On the NFS server, one of the invocation of the OOM killer managed to capture the call trace for the rpc.idmapd process at the time it killed it.

Unfortunately, there doesn't seem to be much to go on here.

I'm open to suggestions on how to debug this further.

We could revert to using the sss plug-in for idmapd, and attach to it with gdb, but I'm not sure how to capture any useful information before the OOM killer is invoked and performs a kill -9 on it.

I'm not sure if reverting to the sss plug-in and running valgrind rpc.idmapd -f -vvv until the malloc bomb happened would produce and useful information. Thoughts?

I'm a Fedora developer, so I'd be happy to re-roll local sssd RPMs with extra debugging patches applied.

Comment 3 James Ralston 2015-12-17 22:35:03 UTC
Created attachment 1106892 [details]
evidence of a "domain users" group lookup malloc bomb

I believe I've figured out the problem.

This attachment is the output of "ltrace -f rpc.idmapd -f" interleaved with full rpc.idmapd debugging from /var/log/messages.

When libnfsidmap attempts to resolve gr_gid = 1651947284 to the group name, it malloc bombs the host.

In our domain, gr_gid = 1651947284 is the "domain users" group:

$ getent group 1651947284 | cut -d: -f1
domain users

This group contains every single user in our domain:

$ getent group "domain users" | tr , '\012' | wc -l
925

I strongly suspect that the extreme memory usage is dependent on the (non-trivial) number of members of the group.

Resolving the "domain users" group doesn't malloc bomb the host every time.
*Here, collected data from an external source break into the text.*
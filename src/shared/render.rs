//! JSON response flavours.
//!
//! `axum::Json` writes serde output as is. The tour shows the other
//! flavours a browser-facing API tends to need:
//!
//! | Type          | Body                                                          |
//! |---------------|---------------------------------------------------------------|
//! | [`EscapedJson`] | `<`, `>`, `&`, U+2028 and U+2029 written as `\uXXXX`        |
//! | [`PureJson`]    | serde output untouched                                      |
//! | [`AsciiJson`]   | escaped JSON with every non-ASCII code point as `\uXXXX`    |
//! | [`SecureJson`]  | escaped JSON, arrays prefixed with [`SECURE_JSON_PREFIX`]   |
//! | [`Jsonp`]       | `callback(<escaped json>);` when a callback is given        |

use std::fmt::Write as _;

use axum::{
    http::header,
    response::{IntoResponse, Response},
};
use serde::Serialize;

use crate::shared::core::errors::HttpError;

pub const JSON_CONTENT_TYPE: &str = "application/json; charset=utf-8";
pub const ASCII_JSON_CONTENT_TYPE: &str = "application/json";
pub const JAVASCRIPT_CONTENT_TYPE: &str = "application/javascript; charset=utf-8";

/// Prefix that keeps a top-level JSON array from being evaluated as a script.
pub const SECURE_JSON_PREFIX: &str = "while(1);";

pub struct EscapedJson<T>(pub T);

pub struct PureJson<T>(pub T);

pub struct AsciiJson<T>(pub T);

pub struct SecureJson<T>(pub T);

pub struct Jsonp<T> {
    pub callback: Option<String>,
    pub value: T,
}

impl<T> Jsonp<T> {
    pub fn new(callback: Option<String>, value: T) -> Self {
        Self { callback, value }
    }
}

pub fn to_escaped_json<T: Serialize>(value: &T) -> Result<String, serde_json::Error> {
    serde_json::to_string(value).map(|json| escape_html(&json))
}

pub fn to_ascii_json<T: Serialize>(value: &T) -> Result<String, serde_json::Error> {
    to_escaped_json(value).map(|json| escape_non_ascii(&json))
}

pub fn to_secure_json<T: Serialize>(value: &T) -> Result<String, serde_json::Error> {
    let json = to_escaped_json(value)?;
    if json.starts_with('[') {
        Ok(format!("{SECURE_JSON_PREFIX}{json}"))
    } else {
        Ok(json)
    }
}

pub fn to_jsonp<T: Serialize>(callback: &str, value: &T) -> Result<String, serde_json::Error> {
    let json = to_escaped_json(value)?;
    Ok(format!("{}({json});", escape_js(callback)))
}

/// The characters replaced here only ever occur inside string literals of
/// serde output, so a textual pass keeps the document valid.
pub fn escape_html(json: &str) -> String {
    let mut out = String::with_capacity(json.len());
    for ch in json.chars() {
        match ch {
            '<' => out.push_str("\\u003c"),
            '>' => out.push_str("\\u003e"),
            '&' => out.push_str("\\u0026"),
            '\u{2028}' => out.push_str("\\u2028"),
            '\u{2029}' => out.push_str("\\u2029"),
            ch => out.push(ch),
        }
    }
    out
}

/// Code points outside the BMP become a UTF-16 surrogate pair.
pub fn escape_non_ascii(json: &str) -> String {
    let mut out = String::with_capacity(json.len());
    let mut units = [0u16; 2];
    for ch in json.chars() {
        if ch.is_ascii() {
            out.push(ch);
            continue;
        }
        for unit in ch.encode_utf16(&mut units) {
            let _ = write!(out, "\\u{unit:04x}");
        }
    }
    out
}

/// Makes a caller supplied callback name safe to splice into a script body.
pub fn escape_js(raw: &str) -> String {
    let mut out = String::with_capacity(raw.len());
    for ch in raw.chars() {
        match ch {
            '\\' => out.push_str("\\\\"),
            '\'' => out.push_str("\\'"),
            '"' => out.push_str("\\\""),
            '<' => out.push_str("\\u003C"),
            '>' => out.push_str("\\u003E"),
            '&' => out.push_str("\\u0026"),
            '=' => out.push_str("\\u003D"),
            ch if ch.is_control() => {
                let mut units = [0u16; 2];
                for unit in ch.encode_utf16(&mut units) {
                    let _ = write!(out, "\\u{unit:04X}");
                }
            }
            ch => out.push(ch),
        }
    }
    out
}

fn respond(content_type: &'static str, body: Result<String, serde_json::Error>) -> Response {
    match body {
        Ok(body) => ([(header::CONTENT_TYPE, content_type)], body).into_response(),
        Err(error) => HttpError::from(error).into_response(),
    }
}

impl<T: Serialize> IntoResponse for EscapedJson<T> {
    fn into_response(self) -> Response {
        respond(JSON_CONTENT_TYPE, to_escaped_json(&self.0))
    }
}

impl<T: Serialize> IntoResponse for PureJson<T> {
    fn into_response(self) -> Response {
        respond(JSON_CONTENT_TYPE, serde_json::to_string(&self.0))
    }
}

impl<T: Serialize> IntoResponse for AsciiJson<T> {
    fn into_response(self) -> Response {
        respond(ASCII_JSON_CONTENT_TYPE, to_ascii_json(&self.0))
    }
}

impl<T: Serialize> IntoResponse for SecureJson<T> {
    fn into_response(self) -> Response {
        respond(JSON_CONTENT_TYPE, to_secure_json(&self.0))
    }
}

impl<T: Serialize> IntoResponse for Jsonp<T> {
    fn into_response(self) -> Response {
        match self.callback.as_deref().filter(|callback| !callback.is_empty()) {
            Some(callback) => respond(JAVASCRIPT_CONTENT_TYPE, to_jsonp(callback, &self.value)),
            None => respond(JSON_CONTENT_TYPE, to_escaped_json(&self.value)),
        }
    }
}
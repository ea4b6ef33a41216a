use axum::{
    Router,
    extract::DefaultBodyLimit,
    middleware,
    routing::{delete, get, head, options, patch, post, put},
};
use tower_http::{catch_panic::CatchPanicLayer, trace::TraceLayer};

use crate::modules::admin::inbound::http as admin_http;
use crate::modules::forms::inbound::http as forms_http;
use crate::modules::methods::inbound::http as methods_http;
use crate::modules::redirects::inbound::http as redirects_http;
use crate::modules::rendering::inbound::http as rendering_http;
use crate::modules::streaming::inbound::http as streaming_http;
use crate::modules::uploads::inbound::http as uploads_http;
use crate::shared::auth::basic_auth::require_basic_auth;
use crate::shell::logging;
use crate::shell::state::AppState;

pub fn router(state: AppState) -> Router {
    let admin = Router::new()
        .route(
            "/authorized",
            get(admin_http::authorized).post(admin_http::authorized),
        )
        .route_layer(middleware::from_fn_with_state(
            state.basic_auth.clone(),
            require_basic_auth,
        ));

    let uploads = Router::new()
        .route("/upload", post(uploads_http::upload))
        .route("/uploads", post(uploads_http::uploads))
        .layer(DefaultBodyLimit::max(state.config.upload_limit_bytes));

    let app = Router::new()
        .route("/ping", get(rendering_http::ping))
        .route("/asciiJson", get(rendering_http::ascii_json))
        .route("/index", get(rendering_http::index))
        .route("/JSONP", get(rendering_http::jsonp))
        .route("/json", get(rendering_http::html_json))
        .route("/purejson", get(rendering_http::pure_json))
        .route("/someJSON", get(rendering_http::secure_json))
        .route("/post", post(forms_http::post_form))
        .route("/ShouldBindQuery", get(forms_http::should_bind_query))
        .route("/bindingurl/{name}/{address}", get(forms_http::binding_url))
        .route("/someDataFromReader", get(streaming_http::data_from_reader))
        .route("/long_async", get(streaming_http::long_async))
        .route("/long_sync", get(streaming_http::long_sync))
        .route("/redirect", get(redirects_http::redirect))
        .route("/redirect2", get(redirects_http::redirect_internal))
        .route("/someGet", get(methods_http::probe))
        .route("/somePost", post(methods_http::probe))
        .route("/somePut", put(methods_http::probe))
        .route("/someDelete", delete(methods_http::probe))
        .route("/somePatch", patch(methods_http::probe))
        .route("/someHead", head(methods_http::probe))
        .route("/someOptions", options(methods_http::probe))
        .merge(uploads)
        .nest("/admin", admin)
        .with_state(state);

    with_middleware(app)
}

/// Panics become a 500 inside the access log, so crashed requests are still logged.
pub fn with_middleware(app: Router) -> Router {
    app.layer(CatchPanicLayer::new())
        .layer(middleware::from_fn(logging::access_log))
        .layer(TraceLayer::new_for_http())
}
use std::time::Duration;

use axum::http::{HeaderMap, Method, Uri};
use tokio::task::JoinHandle;

/// Read-only copy of a request, safe to move into work that outlives it.
#[derive(Debug, Clone, PartialEq, Eq)]
pub struct RequestSnapshot {
    pub method: Method,
    pub path: String,
    pub query: Option<String>,
    pub headers: HeaderMap,
}

impl RequestSnapshot {
    pub fn capture(method: &Method, uri: &Uri, headers: &HeaderMap) -> Self {
        Self {
            method: method.clone(),
            path: uri.path().to_owned(),
            query: uri.query().map(str::to_owned),
            headers: headers.clone(),
        }
    }
}

/// Runs the slow part of a request on its own task. Callers may drop the handle.
pub fn detach(snapshot: RequestSnapshot, delay: Duration) -> JoinHandle<RequestSnapshot> {
    tokio::spawn(async move {
        tokio::time::sleep(delay).await;
        tracing::info!(method = %snapshot.method, "Done! in path {}", snapshot.path);
        snapshot
    })
}
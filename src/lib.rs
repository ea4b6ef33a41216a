// Crate entry point. Declares and exposes modules so the binary and the tests can reach them.
//
// Layout
// - shared: cross-cutting building blocks (renderers, auth, templates, upstream port, errors).
// - modules: one folder per tour area, each with its axum handlers under `inbound`.
// - shell: composition root (config, state, router, logging, server lifecycle).

pub mod shared {
    pub mod core {
        pub mod errors;
    }
    pub mod auth {
        pub mod basic_auth;
    }
    pub mod render;
    pub mod templates;
    pub mod upstream;
}

pub mod modules {
    pub mod rendering {
        pub mod inbound {
            pub mod http;
        }
    }
    pub mod forms {
        pub mod person;
        pub mod inbound {
            pub mod http;
        }
    }
    pub mod uploads {
        pub mod inbound {
            pub mod http;
        }
    }
    pub mod streaming {
        pub mod request_snapshot;
        pub mod inbound {
            pub mod http;
        }
    }
    pub mod redirects {
        pub mod inbound {
            pub mod http;
        }
    }
    pub mod admin {
        pub mod inbound {
            pub mod http;
        }
    }
    pub mod methods {
        pub mod inbound {
            pub mod http;
        }
    }
}

pub mod shell;
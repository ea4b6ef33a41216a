use std::sync::Arc;

use anyhow::Context;

use crate::shared::auth::basic_auth::BasicAuth;
use crate::shared::templates::Templates;
use crate::shared::upstream::UpstreamSource;
use crate::shared::upstream::reqwest_source::ReqwestSource;
use crate::shell::config::Config;

#[derive(Clone)]
pub struct AppState {
    pub config: Arc<Config>,
    pub templates: Arc<Templates>,
    pub upstream: Arc<dyn UpstreamSource>,
    pub basic_auth: BasicAuth,
}

impl AppState {
    pub fn from_config(config: Config) -> anyhow::Result<Self> {
        let templates = Templates::load_dir(&config.templates_dir).with_context(|| {
            format!("loading templates from {}", config.templates_dir.display())
        })?;
        let client = reqwest::Client::builder()
            .build()
            .context("building the upstream http client")?;
        let upstream = ReqwestSource::new(client, config.upstream_url.clone());
        let basic_auth = BasicAuth::new(&config.admin_accounts);

        Ok(Self {
            config: Arc::new(config),
            templates: Arc::new(templates),
            upstream: Arc::new(upstream),
            basic_auth,
        })
    }
}
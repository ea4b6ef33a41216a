use async_trait::async_trait;
use axum::body::Body;
use reqwest::{Client, StatusCode, header};

use crate::shared::upstream::{UpstreamError, UpstreamResponse, UpstreamSource};

pub struct ReqwestSource {
    client: Client,
    url: String,
}

impl ReqwestSource {
    pub fn new(client: Client, url: impl Into<String>) -> Self {
        Self {
            client,
            url: url.into(),
        }
    }
}

#[async_trait]
impl UpstreamSource for ReqwestSource {
    async fn fetch(&self) -> Result<UpstreamResponse, UpstreamError> {
        let response = self
            .client
            .get(&self.url)
            .send()
            .await
            .map_err(|e| UpstreamError::Transport(e.to_string()))?;

        if response.status() != StatusCode::OK {
            return Err(UpstreamError::Status(response.status().as_u16()));
        }

        let content_type = response
            .headers()
            .get(header::CONTENT_TYPE)
            .and_then(|value| value.to_str().ok())
            .map(str::to_owned);
        let content_length = response.content_length();
        tracing::debug!(url = %self.url, ?content_type, ?content_length, "upstream responded");

        Ok(UpstreamResponse {
            content_type,
            content_length,
            body: Body::from_stream(response.bytes_stream()),
        })
    }
}
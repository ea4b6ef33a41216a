use axum::{
    extract::{Query, State, rejection::QueryRejection},
    response::Html,
};
use serde::Deserialize;
use serde_json::{Value, json};

use crate::shared::core::errors::HttpError;
use crate::shared::render::{AsciiJson, EscapedJson, Jsonp, PureJson, SecureJson};
use crate::shell::state::AppState;

#[derive(Deserialize)]
pub struct JsonpParams {
    pub callback: Option<String>,
}

pub async fn ping() -> EscapedJson<Value> {
    EscapedJson(json!({ "message": "pong" }))
}

pub async fn ascii_json() -> AsciiJson<Value> {
    AsciiJson(json!({
        "lang": "GO语言",
        "tag": "<br>",
    }))
}

pub async fn index(State(state): State<AppState>) -> Result<Html<String>, HttpError> {
    let html = state
        .templates
        .render("index.tmpl", json!({ "title": "Main website" }))?;
    Ok(Html(html))
}

/// `/JSONP?callback=x` answers `x({"foo":"bar"});`.
pub async fn jsonp(params: Result<Query<JsonpParams>, QueryRejection>) -> Jsonp<Value> {
    let callback = params.ok().and_then(|Query(params)| params.callback);
    Jsonp::new(callback, json!({ "foo": "bar" }))
}

pub async fn html_json() -> EscapedJson<Value> {
    EscapedJson(json!({ "html": "<b>Hello, world!</b>" }))
}

pub async fn pure_json() -> PureJson<Value> {
    PureJson(json!({ "html": "<b>Hello, world!</b>" }))
}

pub async fn secure_json() -> SecureJson<[&'static str; 3]> {
    SecureJson(["lena", "austin", "foo"])
}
However, I can most easily reproduce the malloc bomb when the host has been quiescent for some time. Therefore, I suspect the extreme memory usage only occurs when the "domain users" group has expired from sssd's cache.

We appreciate the fact that sssd provides the libnfsidmap plugin. It finally allows us to use NFSv4+krb5+AD, which wasn't possible before.

But this is a SHOWSTOPPER-class problem. It is completely unreasonable for the libnfsidmap plugin to consume gigabytes of memory—however briefly—in the course of normal operations. It needs to be able to function in a reasonably small memory footprint.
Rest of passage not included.